Making data discovery more efficient, comprehensive and user-friendly is a critical challenge articulated by geoscientists as well as researchers in other fields. While information discovery portals and search engines have been developed for many data repositories, and systems that simultaneously search multiple resources have been created, cross-disciplinary data discovery remains a serious issue. It becomes especially acute with rapid increases in the volume and diversity of observations, reflecting different components of the Earth System and collected by multiple research groups, government organizations and commercial companies. The main goal of the EarthCube Data Discovery Hub project is to greatly reduce the time and effort necessary to locate and evaluate geoscience information resources across disciplines, and increase the value of investment in data generation by promoting data reuse and reducing duplication of effort. Project outcomes will benefit a wide group of scientists by providing them a user-friendly and powerful gateway to information resources across multiple data facilities and community contributions, and mechanisms for improving the system to answer their research queries in a consistent manner.
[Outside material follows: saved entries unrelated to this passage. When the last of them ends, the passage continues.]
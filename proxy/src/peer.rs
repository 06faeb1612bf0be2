//! Proxy-side state of one endpoint of a relayed session
//!
//! A session pairs a client peer with a server peer. Each peer is shared
//! (`Arc<Peer>`) between the two relay directions, so all mutable state sits
//! behind atomics or a lock owned by this peer alone.

use crate::auth::{AuthContext, AuthState};
use crate::connection::{Ack, Connection};
use crate::error::{ConnError, ProxyError};
use crate::provider::{self, Provider, ProviderError};
use log::{info, warn};
use shared::{AccessDeniedReason, Packet};
use std::collections::HashSet;
use std::net::SocketAddr;
use std::sync::atomic::{AtomicBool, Ordering};
use std::sync::{Arc, Mutex, MutexGuard, OnceLock, PoisonError};
use std::time::Duration;
use tokio::sync::mpsc;

pub type PeerId = u32;

/// Opcode and payload of a queued authentication packet
pub(crate) type AuthStep = (u16, Vec<u8>);

pub struct Peer {
    id: PeerId,
    conn: Arc<dyn Connection>,
    is_server: bool,
    username: OnceLock<String>,
    /// Cleared to stop the relay loops of this peer's session
    forward: AtomicBool,
    /// The backend accepted the login of this (client) peer
    logged_in: AtomicBool,
    /// Latched once the peer has been counted out of the session total
    left: AtomicBool,
    initial_object_seen: AtomicBool,
    active_objects: Mutex<HashSet<u16>>,
    auth: Mutex<AuthContext>,
    /// Feeds this client's authentication worker, set up on first use
    auth_steps: OnceLock<mpsc::Sender<AuthStep>>,
}

impl Peer {
    pub fn new(id: PeerId, conn: Arc<dyn Connection>, is_server: bool) -> Self {
        Self {
            id,
            conn,
            is_server,
            username: OnceLock::new(),
            forward: AtomicBool::new(true),
            logged_in: AtomicBool::new(false),
            left: AtomicBool::new(false),
            initial_object_seen: AtomicBool::new(false),
            active_objects: Mutex::new(HashSet::new()),
            auth: Mutex::new(AuthContext::default()),
            auth_steps: OnceLock::new(),
        }
    }

    pub fn id(&self) -> PeerId {
        self.id
    }

    pub fn is_server(&self) -> bool {
        self.is_server
    }

    pub fn addr(&self) -> SocketAddr {
        self.conn.addr()
    }

    pub fn username(&self) -> Option<&str> {
        self.username.get().map(String::as_str)
    }

    /// Binds the player name for this session. Only the first call wins.
    pub fn bind_username(&self, name: &str) -> bool {
        if self.username.set(name.to_string()).is_err() {
            return false;
        }

        let mut auth = self.auth();
        if auth.state == AuthState::Unauthenticated {
            auth.state = AuthState::AwaitingEphemeral;
        }
        true
    }

    pub fn forward(&self) -> bool {
        self.forward.load(Ordering::SeqCst)
    }

    pub fn set_forward(&self, enabled: bool) {
        self.forward.store(enabled, Ordering::SeqCst);
    }

    pub fn is_logged_in(&self) -> bool {
        self.logged_in.load(Ordering::SeqCst)
    }

    pub fn set_logged_in(&self) {
        self.logged_in.store(true, Ordering::SeqCst);
    }

    /// Returns true exactly once, for the first caller
    pub(crate) fn mark_left(&self) -> bool {
        !self.left.swap(true, Ordering::SeqCst)
    }

    pub fn initial_object_seen(&self) -> bool {
        self.initial_object_seen.load(Ordering::SeqCst)
    }

    pub(crate) fn set_initial_object_seen(&self) {
        self.initial_object_seen.store(true, Ordering::SeqCst);
    }

    /// Applies one add/remove batch under the peer's object lock.
    /// Zero is never a valid object id.
    pub(crate) fn update_active_objects(&self, added: &[u16], removed: &[u16]) {
        let mut ids = self
            .active_objects
            .lock()
            .unwrap_or_else(PoisonError::into_inner);
        for id in added.iter().filter(|id| **id != 0) {
            ids.insert(*id);
        }
        for id in removed {
            ids.remove(id);
        }
    }

    pub fn has_active_object(&self, id: u16) -> bool {
        self.active_objects
            .lock()
            .unwrap_or_else(PoisonError::into_inner)
            .contains(&id)
    }

    pub fn active_object_ids(&self) -> HashSet<u16> {
        self.active_objects
            .lock()
            .unwrap_or_else(PoisonError::into_inner)
            .clone()
    }

    pub(crate) fn auth(&self) -> MutexGuard<'_, AuthContext> {
        self.auth.lock().unwrap_or_else(PoisonError::into_inner)
    }

    pub(crate) fn auth_steps(&self) -> &OnceLock<mpsc::Sender<AuthStep>> {
        &self.auth_steps
    }

    pub fn auth_state(&self) -> AuthState {
        self.auth().state
    }

    pub fn sudo_mode(&self) -> bool {
        self.auth().sudo_mode
    }

    pub fn has_auth_session(&self) -> bool {
        self.auth().session.is_some()
    }

    pub async fn recv(&self) -> Result<Packet, ConnError> {
        self.conn.recv().await
    }

    /// Sends without waiting for delivery
    pub async fn send(&self, pkt: Packet) -> Result<Ack, ConnError> {
        self.conn.send(pkt).await
    }

    /// Sends and waits until the remote acknowledged the packet
    pub async fn send_acked(&self, pkt: Packet, timeout: Duration) -> Result<(), ConnError> {
        let ack = self.conn.send(pkt).await?;
        match tokio::time::timeout(timeout, ack).await {
            Ok(Ok(())) => Ok(()),
            Ok(Err(_)) => Err(ConnError::Closed),
            Err(_) => Err(ConnError::AckTimeout),
        }
    }

    pub async fn send_disco(&self, timed_out: bool) -> Result<(), ConnError> {
        self.conn.send_disco(timed_out).await
    }

    pub fn close(&self) {
        self.auth().sudo_mode = false;
        self.conn.close();
    }

    pub fn timed_out(&self) -> bool {
        self.conn.timed_out()
    }

    pub fn is_closed(&self) -> bool {
        self.conn.is_closed()
    }

    /// Refuses the client with an access denied message and disconnects it
    pub async fn deny(
        &self,
        reason: AccessDeniedReason,
        custom: &str,
        ack_timeout: Duration,
    ) -> Result<(), ProxyError> {
        let data = shared::access_denied(reason, custom, false)?;
        if let Err(e) = self.send_acked(Packet::new(data), ack_timeout).await {
            warn!("Access denied message to {} not delivered: {}", self.addr(), e);
        }

        let _ = self.send_disco(false).await;
        self.close();
        Ok(())
    }

    pub async fn kick(&self, reason: &str, ack_timeout: Duration) -> Result<(), ProxyError> {
        let msg = if reason.is_empty() {
            "Kicked.".to_string()
        } else {
            format!("Kicked. {}", reason)
        };

        info!(
            "Kicking {} at {}: {}",
            self.username().unwrap_or("<unnamed>"),
            self.addr(),
            msg
        );
        self.deny(AccessDeniedReason::CustomString, &msg, ack_timeout)
            .await
    }

    /// Adds this peer's address to the ban list and disconnects it
    pub async fn ban(
        &self,
        provider: &Arc<dyn Provider>,
        ack_timeout: Duration,
    ) -> Result<(), ProxyError> {
        let ip = self.addr().ip();
        let name = self.username().unwrap_or_default().to_string();

        provider::run_blocking(provider, move |p| {
            if p.is_banned(ip)?.is_some() {
                return Err(ProviderError::AlreadyBanned(ip));
            }
            p.ban(ip, &name)
        })
        .await?;

        info!("Banned {} at {}", self.username().unwrap_or("<unnamed>"), ip);
        self.deny(AccessDeniedReason::CustomString, "Banned.", ack_timeout)
            .await
    }
}

impl std::fmt::Debug for Peer {
    fn fmt(&self, f: &mut std::fmt::Formatter<'_>) -> std::fmt::Result {
        f.debug_struct("Peer")
            .field("id", &self.id)
            .field("addr", &self.addr())
            .field("is_server", &self.is_server)
            .field("username", &self.username())
            .finish()
    }
}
The project will also benefit geoscience research in several ecosystems that are being used as examples to test the data tools being developed, including rivers, coral reefs and other marine ecosystems, and the critical zone where rock, soil, water, air and living organisms interact.
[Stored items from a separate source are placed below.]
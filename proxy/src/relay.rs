//! Per-direction relay loops
//!
//! Every session runs two loops, client to server and server to client.
//! They are fate-shared: whichever ends first closes its destination, which
//! in turn ends the other loop's pending receive.

use crate::context::ProxyContext;
use crate::dispatcher::{dispatch, Disposition};
use crate::peer::Peer;
use log::{debug, info, warn};
use std::sync::Arc;
use tokio::task::JoinHandle;

/// Forwards packets from `src` to `dst` until either side goes away
pub async fn relay(ctx: Arc<ProxyContext>, src: Arc<Peer>, dst: Arc<Peer>) {
    loop {
        let received = src.recv().await;
        if !src.forward() || !dst.forward() {
            break;
        }

        let mut pkt = match received {
            Ok(pkt) => pkt,
            Err(e) if e.is_closed() => {
                let suffix = if src.timed_out() { " (timed out)" } else { "" };
                info!("{} disconnected{}", src.addr(), suffix);
                break;
            }
            Err(e) => {
                warn!("Receive from {} failed: {}", src.addr(), e);
                continue;
            }
        };

        if dispatch(&ctx, &src, &dst, &mut pkt).await == Disposition::Consumed {
            continue;
        }

        if let Err(e) = dst.send(pkt).await {
            warn!("Forwarding to {} failed: {}", dst.addr(), e);
        }
    }

    if !src.is_server() {
        ctx.peer_left(&src).await;
    }

    if let Err(e) = dst.send_disco(false).await {
        debug!("Disconnect notice to {} not sent: {}", dst.addr(), e);
    }
    dst.close();
}

/// Both relay directions of one client/backend pairing
pub struct SessionHandle {
    client: Arc<Peer>,
    server: Arc<Peer>,
    upstream: JoinHandle<()>,
    downstream: JoinHandle<()>,
}

impl SessionHandle {
    pub fn client(&self) -> &Arc<Peer> {
        &self.client
    }

    pub fn server(&self) -> &Arc<Peer> {
        &self.server
    }

    pub fn is_finished(&self) -> bool {
        self.upstream.is_finished() && self.downstream.is_finished()
    }

    /// Stops forwarding and closes both ends
    pub fn stop(&self) {
        self.client.set_forward(false);
        self.client.close();
        self.server.close();
    }

    /// Waits for both directions to end
    pub async fn join(self) {
        let (up, down) = tokio::join!(self.upstream, self.downstream);
        for result in [up, down] {
            if let Err(e) = result {
                warn!("Relay task for {} ended abnormally: {}", self.client.addr(), e);
            }
        }
    }
}

/// Counts the client in and starts relaying in both directions
pub fn spawn_session(ctx: &Arc<ProxyContext>, client: Arc<Peer>, server: Arc<Peer>) -> SessionHandle {
    ctx.peer_joined(&client);
    info!(
        "{} connected, relaying to {} ({} online)",
        client.addr(),
        server.addr(),
        ctx.connected()
    );

    let upstream = tokio::spawn(relay(ctx.clone(), client.clone(), server.clone()));
    let downstream = tokio::spawn(relay(ctx.clone(), server.clone(), client.clone()));

    SessionHandle {
        client,
        server,
        upstream,
        downstream,
    }
}

#[cfg(test)]
mod tests {
    use super::*;
    use crate::connection::{Ack, Connection, MemoryConnection};
    use crate::context::Settings;
    use crate::error::ConnError;
    use crate::hooks::{ChatCommands, NoHooks, SessionHooks};
    use crate::provider::MemoryProvider;
    use crate::remap::tests::{parse, remove_add};
    use async_trait::async_trait;
    use shared::{to_client, Packet};
    use std::net::SocketAddr;
    use std::sync::atomic::{AtomicBool, Ordering};
    use std::time::Duration;
    use tokio::time::timeout;

    /// Fails its first receive and its first send, then passes through
    struct Flaky {
        inner: MemoryConnection,
        recv_fault: AtomicBool,
        send_fault: AtomicBool,
    }

    impl Flaky {
        fn new(inner: MemoryConnection) -> Self {
            Self {
                inner,
                recv_fault: AtomicBool::new(true),
                send_fault: AtomicBool::new(true),
            }
        }
    }

    #[async_trait]
    impl Connection for Flaky {
        async fn recv(&self) -> Result<Packet, ConnError> {
            if self.recv_fault.swap(false, Ordering::SeqCst) {
                return Err(ConnError::Frame("2 byte datagram".into()));
            }
            self.inner.recv().await
        }

        async fn send(&self, pkt: Packet) -> Result<Ack, ConnError> {
            if self.send_fault.swap(false, Ordering::SeqCst) {
                return Err(ConnError::Io(std::io::Error::new(
                    std::io::ErrorKind::Other,
                    "no buffer space",
                )));
            }
            self.inner.send(pkt).await
        }

        async fn send_disco(&self, timed_out: bool) -> Result<(), ConnError> {
            self.inner.send_disco(timed_out).await
        }

        fn close(&self) {
            self.inner.close()
        }

        fn addr(&self) -> SocketAddr {
            self.inner.addr()
        }

        fn timed_out(&self) -> bool {
            self.inner.timed_out()
        }

        fn is_closed(&self) -> bool {
            self.inner.is_closed()
        }
    }

    struct Pairing {
        ctx: Arc<ProxyContext>,
        session: SessionHandle,
        /// The real game client's end
        client: MemoryConnection,
        /// The real backend's end
        server: MemoryConnection,
    }

    fn pairing(hooks: Arc<dyn SessionHooks>) -> Pairing {
        let ctx = Arc::new(ProxyContext::new(
            Arc::new(MemoryProvider::new()),
            hooks,
            Settings::default(),
        ));

        let (client_local, client) = MemoryConnection::pair(
            "127.0.0.1:40000".parse().unwrap(),
            "127.0.0.1:50000".parse().unwrap(),
        );
        let (server_local, server) = MemoryConnection::pair(
            "127.0.0.1:40001".parse().unwrap(),
            "127.0.0.1:30000".parse().unwrap(),
        );

        let session = spawn_session(
            &ctx,
            Arc::new(Peer::new(1, Arc::new(client_local), false)),
            Arc::new(Peer::new(2, Arc::new(server_local), true)),
        );

        Pairing {
            ctx,
            session,
            client,
            server,
        }
    }

    async fn recv(conn: &MemoryConnection) -> Packet {
        timeout(Duration::from_secs(1), conn.recv())
            .await
            .expect("nothing relayed")
            .expect("connection closed")
    }

    #[tokio::test]
    async fn test_plain_chat_is_forwarded_verbatim() {
        let p = pairing(Arc::new(ChatCommands::new("#")));
        let data = shared::client_chat_message("hello there").unwrap();

        p.client.send(Packet::new(data.clone())).await.unwrap();

        assert_eq!(recv(&p.server).await.data, data);
    }

    #[tokio::test]
    async fn test_intercepted_chat_never_reaches_backend() {
        let p = pairing(Arc::new(ChatCommands::new("#")));

        p.client
            .send(Packet::new(shared::client_chat_message("#help").unwrap()))
            .await
            .unwrap();
        let marker = vec![0x00, 0x23, 7];
        p.client.send(Packet::new(marker.clone())).await.unwrap();

        // the system reply comes back to the client
        assert_eq!(recv(&p.client).await.opcode(), Some(to_client::CHAT_MESSAGE));
        // and the next thing the backend sees is the packet after the command
        assert_eq!(recv(&p.server).await.data, marker);
    }

    #[tokio::test]
    async fn test_server_traffic_is_remapped() {
        let p = pairing(Arc::new(NoHooks));
        p.session.client().bind_username("alice");

        p.server
            .send(Packet::new(remove_add(&[], &[(1, "alice")])))
            .await
            .unwrap();
        p.server
            .send(Packet::new(remove_add(&[], &[(2, "alice"), (3, "bob")])))
            .await
            .unwrap();

        let (_, first) = parse(&recv(&p.client).await.data);
        assert_eq!(first, vec![(1, "alice".to_string())]);
        let (_, second) = parse(&recv(&p.client).await.data);
        assert_eq!(second, vec![(3, "bob".to_string())]);
    }

    #[tokio::test]
    async fn test_client_disconnect_tears_down_both_directions() {
        let p = pairing(Arc::new(NoHooks));
        assert_eq!(p.ctx.connected(), 1);

        p.client.send_disco(false).await.unwrap();

        // backend is told the session is over
        let closed = timeout(Duration::from_secs(1), p.server.recv()).await.unwrap();
        assert!(closed.unwrap_err().is_closed());

        timeout(Duration::from_secs(1), p.session.join())
            .await
            .expect("relay loops did not end");
        assert_eq!(p.ctx.connected(), 0);
    }

    #[tokio::test]
    async fn test_backend_disconnect_reaches_client() {
        let p = pairing(Arc::new(NoHooks));
        let client_peer = p.session.client().clone();

        p.server.send_disco(true).await.unwrap();

        let closed = timeout(Duration::from_secs(1), p.client.recv()).await.unwrap();
        assert!(closed.unwrap_err().is_closed());

        timeout(Duration::from_secs(1), p.session.join())
            .await
            .expect("relay loops did not end");
        assert!(client_peer.is_closed());
        assert_eq!(p.ctx.connected(), 0);
    }

    #[tokio::test]
    async fn test_transient_errors_keep_relaying() {
        let ctx = Arc::new(ProxyContext::new(
            Arc::new(MemoryProvider::new()),
            Arc::new(NoHooks),
            Settings::default(),
        ));
        let (client_local, client) = MemoryConnection::pair(
            "127.0.0.1:40000".parse().unwrap(),
            "127.0.0.1:50000".parse().unwrap(),
        );
        let (server_local, server) = MemoryConnection::pair(
            "127.0.0.1:40001".parse().unwrap(),
            "127.0.0.1:30000".parse().unwrap(),
        );
        let session = spawn_session(
            &ctx,
            Arc::new(Peer::new(1, Arc::new(Flaky::new(client_local)), false)),
            Arc::new(Peer::new(2, Arc::new(server_local), true)),
        );

        // the failed receive is skipped
        client.send(Packet::new(vec![0x00, 0x23, 1])).await.unwrap();
        assert_eq!(recv(&server).await.data, vec![0x00, 0x23, 1]);

        // the packet whose send failed is lost, the next one gets through
        server.send(Packet::new(vec![0x00, 0x23, 2])).await.unwrap();
        server.send(Packet::new(vec![0x00, 0x23, 3])).await.unwrap();
        assert_eq!(recv(&client).await.data, vec![0x00, 0x23, 3]);

        assert_eq!(ctx.connected(), 1);
        assert!(!session.is_finished());
        assert!(!session.client().is_closed());
        assert!(!session.server().is_closed());
    }

    #[tokio::test]
    async fn test_stop_ends_session_once() {
        let p = pairing(Arc::new(NoHooks));
        p.session.stop();

        timeout(Duration::from_secs(1), p.session.join())
            .await
            .expect("relay loops did not end");
        assert_eq!(p.ctx.connected(), 0);
    }
}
The EarthCube Data Discovery Hub will be developed as a comprehensive data discovery and content enhancement system, which will leverage improved and community-curated metadata descriptions and integrate previously unregistered information sources. The project will further extend, improve and operationalize the inventory catalog developed in an earlier CINERGI (Community Inventory of EarthCube Resources for Geoscience Interoperability) project, which currently includes over 2 million metadata documents from multiple sources. The key technological innovations include: pioneering the development of an automated cross-domain metadata augmentation and curation pipeline enabled by a large integrated geoscience ontology; mechanisms for ?deep registration? of geoscience data from different sources based on a novel data type registry; an online use case management system; and a methodology for processing several types of complex geoscience queries that cannot be answered by existing systems. In addition, the project will support scientific progress in several representative cross-disciplinary research scenarios, using the contexts of river geochemistry, coral reef and other marine ecosystem analysis, and critical zone science. The project will implement innovative community engagement mechanisms, including community annotation of automatically curated metadata, iterative improvement of geoscience ontology based on community feedback, and joint development of cross-disciplinary use cases semantically aligned with data descriptions.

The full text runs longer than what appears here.